## [About this exercise]
The records sit below. Return every line in them that holds the word "CommandOutput".

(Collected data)
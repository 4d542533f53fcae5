pub mod inspect;
pub mod ops;
pub mod resolver;

use std::path::{Path, PathBuf};
use std::process::Command;
use std::time::Duration;

use serde::{Deserialize, Serialize};
use sha2::{Digest, Sha256};

use crate::error::MountError;
use crate::mount::inspect::{find_mounts_under, find_source_mountpoint, mountpoint_is_mounted, read_mount_table};
use crate::mount::ops::{mount_device, mount_remote, unmount_path};
use crate::types::RunMode;
use crate::util::command::run_command_captured;
use crate::util::paths::sanitize_component;

/// Every directory this system creates under the mount base starts with this.
pub const MOUNT_PREFIX: &str = "bare.";
pub const DEFAULT_MOUNT_TIMEOUT: Duration = Duration::from_secs(30);

const BY_LABEL_DIR: &str = "/dev/disk/by-label";

#[derive(Debug, Clone, Copy, PartialEq, Eq, Serialize, Deserialize)]
#[serde(rename_all = "lowercase")]
pub enum MountKind {
    Volume,
    Remote,
}

impl MountKind {
    pub fn as_str(&self) -> &'static str {
        match self {
            MountKind::Volume => "volume",
            MountKind::Remote => "remote",
        }
    }

    fn dir_tag(&self) -> &'static str {
        match self {
            MountKind::Volume => "vol",
            MountKind::Remote => "remote",
        }
    }
}

#[derive(Debug, Clone, PartialEq, Eq, Serialize, Deserialize)]
pub struct MountHandle {
    pub kind: MountKind,
    pub source: String,
    pub mountpoint: PathBuf,
    pub created_by_us: bool,
    #[serde(default)]
    pub created_dir: bool,
    #[serde(default, skip_serializing_if = "Option::is_none")]
    pub mounted_at: Option<String>,
}

#[derive(Debug, Clone, PartialEq, Eq)]
pub enum MountSource {
    Device(PathBuf),
    Remote(String),
}

impl MountSource {
    pub fn display(&self) -> String {
        match self {
            MountSource::Device(path) => path.display().to_string(),
            MountSource::Remote(spec) => spec.clone(),
        }
    }
}

/// OS-facing mount primitives. The resolver and the reversal command only
/// talk to the system through this trait.
pub trait MountCapability {
    fn lookup_device(&self, label: &str) -> Result<PathBuf, MountError>;
    fn mount(&self, source: &MountSource, mountpoint: &Path) -> Result<(), MountError>;
    fn unmount(&self, mountpoint: &Path) -> Result<(), MountError>;
    fn is_mounted(&self, mountpoint: &Path) -> Result<bool, MountError>;
    fn mounted_at(&self, source: &MountSource) -> Result<Option<PathBuf>, MountError>;
    fn mounts_under(&self, base: &Path) -> Result<Vec<PathBuf>, MountError>;
}

pub fn canonical_mountpoint(mount_base: &Path, kind: MountKind, id: &str) -> PathBuf {
    mount_base.join(format!("{}{}-{}", MOUNT_PREFIX, kind.dir_tag(), mount_dir_id(id)))
}

/// Ids that survive sanitising unchanged are used as-is; any other id gets a
/// digest suffix so that `MY DRIVE` and `MY_DRIVE` never share a directory.
fn mount_dir_id(id: &str) -> String {
    let clean = sanitize_component(id);
    if clean == id {
        return clean;
    }
    let digest = hex::encode(Sha256::digest(id.as_bytes()));
    format!("{}-{}", clean, &digest[..8])
}

/// udev's encoding of labels under /dev/disk/by-label.
pub fn encode_label(label: &str) -> String {
    let mut out = String::with_capacity(label.len());
    for c in label.chars() {
        if c.is_ascii_alphanumeric() || "#+-.:=@_".contains(c) || !c.is_ascii() {
            out.push(c);
        } else {
            out.push_str(&format!("\\x{:02x}", c as u32));
        }
    }
    out
}

pub fn device_path_for_label(label: &str) -> PathBuf {
    Path::new(BY_LABEL_DIR).join(encode_label(label))
}

pub struct SystemMounter {
    run_mode: RunMode,
    timeout: Duration,
}

impl SystemMounter {
    pub fn new(run_mode: RunMode, timeout: Duration) -> Self {
        Self { run_mode, timeout }
    }
}

impl MountCapability for SystemMounter {
    fn lookup_device(&self, label: &str) -> Result<PathBuf, MountError> {
        let link = device_path_for_label(label);
        link.canonicalize()
            .map_err(|_| MountError::NotFound(format!("volume label {}", label)))
    }

    fn mount(&self, source: &MountSource, mountpoint: &Path) -> Result<(), MountError> {
        match source {
            MountSource::Device(device) => mount_device(device, mountpoint, self.run_mode),
            MountSource::Remote(spec) => mount_remote(spec, mountpoint, self.timeout, self.run_mode),
        }
    }

    fn unmount(&self, mountpoint: &Path) -> Result<(), MountError> {
        unmount_path(mountpoint, self.run_mode)
    }

    fn is_mounted(&self, mountpoint: &Path) -> Result<bool, MountError> {
        Ok(mountpoint_is_mounted(&read_mount_table()?, mountpoint))
    }

    fn mounted_at(&self, source: &MountSource) -> Result<Option<PathBuf>, MountError> {
        let entries = read_mount_table()?;
        Ok(find_source_mountpoint(&entries, &source.display()))
    }

    fn mounts_under(&self, base: &Path) -> Result<Vec<PathBuf>, MountError> {
        Ok(find_mounts_under(&read_mount_table()?, base, MOUNT_PREFIX))
    }
}

/// Names of the remotes rclone knows about, without the trailing colon.
pub fn list_remotes(run_mode: RunMode) -> Result<Vec<String>, MountError> {
    let mut cmd = Command::new("rclone");
    cmd.arg("listremotes");
    let output = run_command_captured(&mut cmd, run_mode)
        .map_err(|e| MountError::Failed(format!("rclone listremotes: {}", e)))?;
    if !output.success() {
        return Err(MountError::Failed(format!(
            "rclone listremotes failed with exit code {}",
            output.code
        )));
    }
    Ok(parse_remotes(&output.stdout))
}

fn parse_remotes(stdout: &str) -> Vec<String> {
    stdout
        .lines()
        .map(crate::destination::normalize_remote_name)
        .filter(|name| !name.is_empty())
        .map(|name| name.to_string())
        .collect()
}

#[cfg(test)]
mod tests {
    use super::*;

    fn dir_name(kind: MountKind, id: &str) -> String {
        canonical_mountpoint(Path::new("/tmp"), kind, id)
            .file_name()
            .map(|n| n.to_string_lossy().to_string())
            .unwrap_or_default()
    }

    #[test]
    fn canonical_mountpoint_follows_naming_convention() {
        assert_eq!(
            canonical_mountpoint(Path::new("/tmp"), MountKind::Volume, "MYDRIVE"),
            PathBuf::from("/tmp/bare.vol-MYDRIVE")
        );
        assert_eq!(dir_name(MountKind::Remote, "gdrive"), "bare.remote-gdrive");

        let spaced = dir_name(MountKind::Volume, "MY DRIVE");
        assert!(spaced.starts_with("bare.vol-MY_DRIVE-"));
        assert_eq!(spaced.len(), "bare.vol-MY_DRIVE-".len() + 8);
        assert_eq!(spaced, dir_name(MountKind::Volume, "MY DRIVE"));
        assert!(dir_name(MountKind::Remote, "gdrive:photos").starts_with("bare.remote-gdrive_photos-"));
    }

    #[test]
    fn ids_that_sanitise_alike_get_distinct_mountpoints() {
        assert_ne!(dir_name(MountKind::Volume, "MY DRIVE"), dir_name(MountKind::Volume, "MY_DRIVE"));
        assert_ne!(dir_name(MountKind::Volume, "a/b"), dir_name(MountKind::Volume, "a_b"));
        assert_ne!(dir_name(MountKind::Volume, "a/b"), dir_name(MountKind::Volume, "a:b"));
    }

    #[test]
    fn label_encoding_matches_udev() {
        assert_eq!(encode_label("MYDRIVE"), "MYDRIVE");
        assert_eq!(encode_label("MY DRIVE"), "MY\\x20DRIVE");
        assert_eq!(encode_label("a/b"), "a\\x2fb");
    }

    #[test]
    fn parses_listremotes_output() {
        assert_eq!(
            parse_remotes("gdrive:\ns3-archive:\n\n"),
            vec!["gdrive".to_string(), "s3-archive".to_string()]
        );
    }
}
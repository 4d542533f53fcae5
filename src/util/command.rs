use std::process::Command;

use crate::error::{BareError, Result};
use crate::types::RunMode;

pub struct CommandOutput {
    pub code: i32,
    pub stdout: String,
    pub stderr: String,
}

impl CommandOutput {
    pub fn success(&self) -> bool {
        self.code == 0
    }
}

pub fn maybe_print_command(cmd: &Command, run_mode: RunMode) {
    if !run_mode.verbose {
        return;
    }
    println!("{}", render_command(cmd));
}

pub fn render_command(cmd: &Command) -> String {
    let program = cmd.get_program().to_string_lossy();
    let args: Vec<String> = cmd
        .get_args()
        .map(|a| a.to_string_lossy().to_string())
        .collect();
    if args.is_empty() {
        program.to_string()
    } else {
        format!("{} {}", program, args.join(" "))
    }
}

pub fn command_from_args(args: &[String]) -> Result<Command> {
    let (program, rest) = args
        .split_first()
        .ok_or_else(|| BareError::message("empty command line"))?;
    let mut cmd = Command::new(program);
    cmd.args(rest);
    Ok(cmd)
}

pub fn run_command(cmd: &mut Command, run_mode: RunMode) -> Result<i32> {
    maybe_print_command(cmd, run_mode);
    let status = cmd
        .status()
        .map_err(|e| BareError::message(format!("{}: {}", cmd.get_program().to_string_lossy(), e)))?;
    Ok(status.code().unwrap_or(1))
}

pub fn run_command_captured(cmd: &mut Command, run_mode: RunMode) -> Result<CommandOutput> {
    maybe_print_command(cmd, run_mode);
    let output = cmd
        .output()
        .map_err(|e| BareError::message(format!("{}: {}", cmd.get_program().to_string_lossy(), e)))?;
    Ok(CommandOutput {
        code: output.status.code().unwrap_or(1),
        stdout: String::from_utf8_lossy(&output.stdout).to_string(),
        stderr: String::from_utf8_lossy(&output.stderr).trim().to_string(),
    })
}

pub fn low_priority_args(args: Vec<String>) -> Vec<String> {
    let mut out: Vec<String> = ["nice", "-n", "19", "ionice", "-c", "3", "-n7"]
        .iter()
        .map(|s| s.to_string())
        .collect();
    out.extend(args);
    out
}

pub fn program_available(program: &str) -> bool {
    let Some(paths) = std::env::var_os("PATH") else {
        return false;
    };
    std::env::split_paths(&paths).any(|dir| dir.join(program).is_file())
}
use std::path::Path;
use std::time::Duration;

use chrono::Local;

use crate::backup::SystemExecutor;
use crate::cli::args::BackupArgs;
use crate::cli::commands::{known_remotes, open_registry, select_sessions};
use crate::config::load::{build_session, load_config};
use crate::config::model::{OneOrMany, ResticTarget, Session, SessionConfig};
use crate::error::{ConfigError, Result};
use crate::mask::{backend_for, MaskAdapter};
use crate::mount::resolver::MountResolver;
use crate::mount::SystemMounter;
use crate::registry::registry_path;
use crate::session::SessionOrchestrator;
use crate::signal_handler::{signal_handler, InterruptTracker};
use crate::types::RunMode;
use crate::util::host::local_hostname;
use crate::util::paths::home_dir;

pub const ADHOC_SESSION: &str = "cmdline";

pub fn run_backup_command(config_path: Option<&Path>, args: BackupArgs, run_mode: RunMode) -> Result<bool> {
    println!("{}", Local::now().format("%d-%m-%Y %H:%M"));

    let cfg = load_config(config_path)?;
    let local_host = local_hostname();
    let sessions = match &args.destination {
        Some(destination) => vec![adhoc_session(&args, destination, &local_host)?],
        None => select_sessions(&cfg.sessions, args.target.as_deref())?,
    };
    if sessions.is_empty() {
        return Err(ConfigError::Invalid(
            "no sessions configured; add one to session.yml or pass --destination".to_string(),
        )
        .into());
    }
    if run_mode.verbose {
        println!("running {} session(s)", sessions.len());
    }

    let remotes = known_remotes(&cfg, run_mode);
    let mut registry = open_registry(&cfg.mount_base);
    let tracker = InterruptTracker::with_registry(registry_path(&cfg.mount_base));
    signal_handler(&tracker, run_mode);

    let mounter = SystemMounter::new(run_mode, Duration::from_secs(cfg.mount_timeout_secs));
    let backend = backend_for(cfg.mask_backend, run_mode);
    let executor = SystemExecutor::new(run_mode, cfg.low_priority);
    let results = {
        let mut orchestrator = SessionOrchestrator::new(
            MountResolver::new(&mounter, cfg.mount_base.clone()),
            MaskAdapter::new(backend.as_ref()),
            &executor,
            &mut registry,
            local_host,
            remotes,
        )
        .with_tracker(tracker);
        orchestrator.run(&sessions)
    };

    println!();
    for result in &results {
        println!("{}", result.summary());
    }
    println!("{}", Local::now().format("%d-%m-%Y %H:%M"));
    Ok(results.iter().all(|r| r.succeeded()))
}

fn adhoc_session(args: &BackupArgs, destination: &str, local_host: &str) -> Result<Session> {
    let sources: Vec<String> = if args.source.is_empty() {
        vec![home_dir().to_string_lossy().to_string()]
    } else {
        args.source
            .iter()
            .map(|s| s.to_string_lossy().to_string())
            .collect()
    };
    let raw = SessionConfig {
        name: ADHOC_SESSION.to_string(),
        hostname: args.hostname.clone(),
        destination: Some(destination.to_string()),
        source: Some(OneOrMany::Many(sources)),
        mask: None,
        check_hostname: false,
        restic: ResticTarget {
            password: args.restic_password.clone(),
            ..ResticTarget::default()
        },
        rsync: Default::default(),
    };
    build_session(raw, local_host)
}

#[cfg(test)]
mod tests {
    use super::*;
    use std::path::PathBuf;

    #[test]
    fn adhoc_session_defaults_to_home_and_local_host() {
        let args = BackupArgs {
            destination: Some("/mnt/backup".to_string()),
            restic_password: Some("pw".to_string()),
            ..BackupArgs::default()
        };
        let session = adhoc_session(&args, "/mnt/backup", "box").expect("session");
        assert_eq!(session.name, ADHOC_SESSION);
        assert_eq!(session.hostname, "box");
        assert_eq!(session.sources, vec![home_dir()]);
        assert_eq!(session.restic.password.as_deref(), Some("pw"));
        assert!(session.restic.enable);
        assert!(!session.rsync.enable);
    }

    #[test]
    fn adhoc_session_keeps_explicit_sources() {
        let args = BackupArgs {
            destination: Some("gdrive:bk".to_string()),
            source: vec![PathBuf::from("/etc"), PathBuf::from("/srv")],
            hostname: Some("other".to_string()),
            ..BackupArgs::default()
        };
        let session = adhoc_session(&args, "gdrive:bk", "box").expect("session");
        assert_eq!(session.hostname, "other");
        assert_eq!(session.sources.len(), 2);
    }
}
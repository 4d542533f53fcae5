use std::path::{Path, PathBuf};

use crate::backup::enabled_targets;
use crate::config::load::load_config;
use crate::config::model::Session;
use crate::error::Result;

pub fn run_list(config_path: Option<&Path>) -> Result<()> {
    let cfg = load_config(config_path)?;
    if cfg.sessions.is_empty() {
        println!("no sessions configured");
        return Ok(());
    }
    for session in &cfg.sessions {
        println!("{}", describe_session(session));
    }
    Ok(())
}

pub fn describe_session(session: &Session) -> String {
    let targets: Vec<String> = enabled_targets(session)
        .iter()
        .map(|t| t.tool().to_string())
        .collect();
    let mut lines = vec![
        format!("{}:", session.name),
        format!("  hostname: {}", session.hostname),
        format!("  destination: {}", session.destination),
        format!("  sources: {}", join_paths(&session.sources)),
    ];
    if !session.masks.is_empty() {
        lines.push(format!("  masks: {}", join_paths(&session.masks)));
    }
    if session.check_hostname {
        lines.push("  check_hostname: true".to_string());
    }
    lines.push(format!(
        "  targets: {}",
        if targets.is_empty() { "none".to_string() } else { targets.join(", ") }
    ));
    lines.join("\n")
}

fn join_paths(paths: &[PathBuf]) -> String {
    paths
        .iter()
        .map(|p| p.display().to_string())
        .collect::<Vec<_>>()
        .join(", ")
}

#[cfg(test)]
mod tests {
    use super::*;
    use crate::config::load::parse_config;

    #[test]
    fn describes_session() {
        let cfg = parse_config(
            "sessions:\n  - {name: home, hostname: box, destination: MYDRIVE, source: [/home, /etc], mask: [/h, /e], rsync: {enable: true}}\n",
            "box",
        )
        .expect("parse");
        assert_eq!(
            describe_session(&cfg.sessions[0]),
            "home:\n  hostname: box\n  destination: MYDRIVE\n  sources: /home, /etc\n  masks: /h, /e\n  targets: restic, rsync"
        );
    }
}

## [Written reply]
pub struct CommandOutput {
impl CommandOutput {
pub fn run_command_captured(cmd: &mut Command, run_mode: RunMode) -> Result<CommandOutput> {
    Ok(CommandOutput {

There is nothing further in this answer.